Zhang Yong-Qing, Chen Rui-Lin, Shang Li-Qun, Yang Shu-Mei
Department of Respiratory and Critical Care Medicine, Shaanxi Provincial People's Hospital, Xi'an, Shaanxi 710068, P.R. China.
Oncol Lett. 2022 Jun 14;24(2):260. doi: 10.3892/ol.2022.13380. eCollection 2022 Aug.
Lung cancer is the leading cause of cancer-related mortality worldwide and cigarette smoking is reported to contribute to the lung cancer-related mortality. The present study aimed to investigate the molecular mechanism underlying nicotine-induced chemoresistance in lung cancer. The expression of microRNA (miR)-21-3p and its predicted target FOXO3a in lung cancer cells was detected via reverse transcription-quantitative PCR, in the presence or absence of nicotine. The regulatory effect of miR-21-3p and FOXO3a on lung cancer cell proliferation and apoptosis induced by docetaxel or cisplatin treatment was evaluated by performing Cell Counting Kit-8 and Annexin V/PI staining assays, respectively. The interaction between miR-21-3p and FOXO3a was analyzed by performing luciferase reporter assays and western blotting. FOXO3a overexpression rescue experiments were conducted and using a xenograft mouse model to assess the function of miR-21-3p/FOXO3a in lung cancer. Nicotine induced miR-21-3p expression in lung cancer cells in a dose-dependent manner. miR-21-3p downregulated FOXO3a expression by directly binding to the 3'-untranslated region of FOXO3a. Moreover, miR-21-3p knockdown sensitized lung cancer cells to docetaxel or cisplatin treatment. Mechanistically, FOXO3a was predicted as a direct target of miR-21-3p. FOXO3a overexpression promoted the chemosensitivity of lung cancer cells to docetaxel or cisplatin treatment. Furthermore, FOXO3a overexpression antagonized the regulatory function of miR-21-3p on docetaxel- or cisplatin-treated lung cancer cells. In the docetaxel- or cisplatin-treated lung cancer xenograft mouse model, miR-21-3p promoted chemoresistance via negatively regulating FOXO3a. Therefore, the present study demonstrated that nicotine-induced miR-21-3p promoted chemoresistance to docetaxel or cisplatin treatment via negatively regulating FOXO3a, which may serve as a novel therapeutic strategy for the treatment of patients with chemoresistant lung cancer.

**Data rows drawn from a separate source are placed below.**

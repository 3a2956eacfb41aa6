//! Status command - report the connected device

use std::sync::Arc;

use anyhow::Result;
use clap::Args;
use tracing::error;

use droidsync_bridge::AdbClient;
use droidsync_sync::connection::ConnectionManager;

use crate::output::Output;

#[derive(Debug, Args)]
pub struct StatusCommand {}

impl StatusCommand {
    pub async fn execute(&self, out: &Output) -> Result<()> {
        let manager = ConnectionManager::new(Arc::new(AdbClient::new()));

        match manager.check_connection().await {
            Ok(Some(report)) => {
                out.value(&serde_json::json!({
                    "device": report.device.as_str(),
                    "ip": &report.ip,
                    "model": &report.model,
                }));
                let mut line = format!("Connected to: {}", report.device);
                if let Some(ip) = &report.ip {
                    line = format!("Connected to: {ip}");
                }
                if let Some(model) = &report.model {
                    line.push_str(&format!(" ({model})"));
                }
                out.success(&line);
            }
            Ok(None) => out.error("No device connected"),
            Err(err) => {
                error!(%err, "Connection check failed");
                out.error(&err.to_string());
            }
        }
        Ok(())
    }
}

肺癌是全球癌症相关死亡的主要原因,据报道吸烟会导致与肺癌相关的死亡。本研究旨在探讨尼古丁诱导肺癌细胞产生化学抗性的分子机制。在有或没有尼古丁的情况下,通过逆转录定量PCR检测肺癌细胞中微小RNA(miR)-21-3p及其预测靶点FOXO3a的表达。分别通过细胞计数试剂盒-8和膜联蛋白V/碘化丙啶染色试验评估miR-21-3p和FOXO3a对多西他赛或顺铂治疗诱导的肺癌细胞增殖和凋亡的调节作用。通过荧光素酶报告基因试验和蛋白质免疫印迹分析miR-21-3p与FOXO3a之间的相互作用。进行了FOXO3a过表达挽救实验,并使用异种移植小鼠模型评估miR-21-3p/FOXO3a在肺癌中的功能。尼古丁以剂量依赖性方式诱导肺癌细胞中miR-21-3p的表达。miR-21-3p通过直接结合FOXO3a的3'-非翻译区下调FOXO3a的表达。此外,敲低miR-21-3p可使肺癌细胞对多西他赛或顺铂治疗敏感。机制上,FOXO3a被预测为miR-21-3p的直接靶点。FOXO3a过表达促进肺癌细胞对多西他赛或顺铂治疗的化学敏感性。此外,FOXO3a过表达拮抗miR-21-3p对多西他赛或顺铂处理的肺癌细胞的调节功能。在多西他赛或顺铂处理的肺癌异种移植小鼠模型中,miR-21-3p通过负向调节FOXO3a促进化学抗性。因此,本研究表明,尼古丁诱导的miR-21-3p通过负向调节FOXO3a促进对多西他赛或顺铂治疗的化学抗性,这可能为治疗化学抗性肺癌患者提供一种新的治疗策略。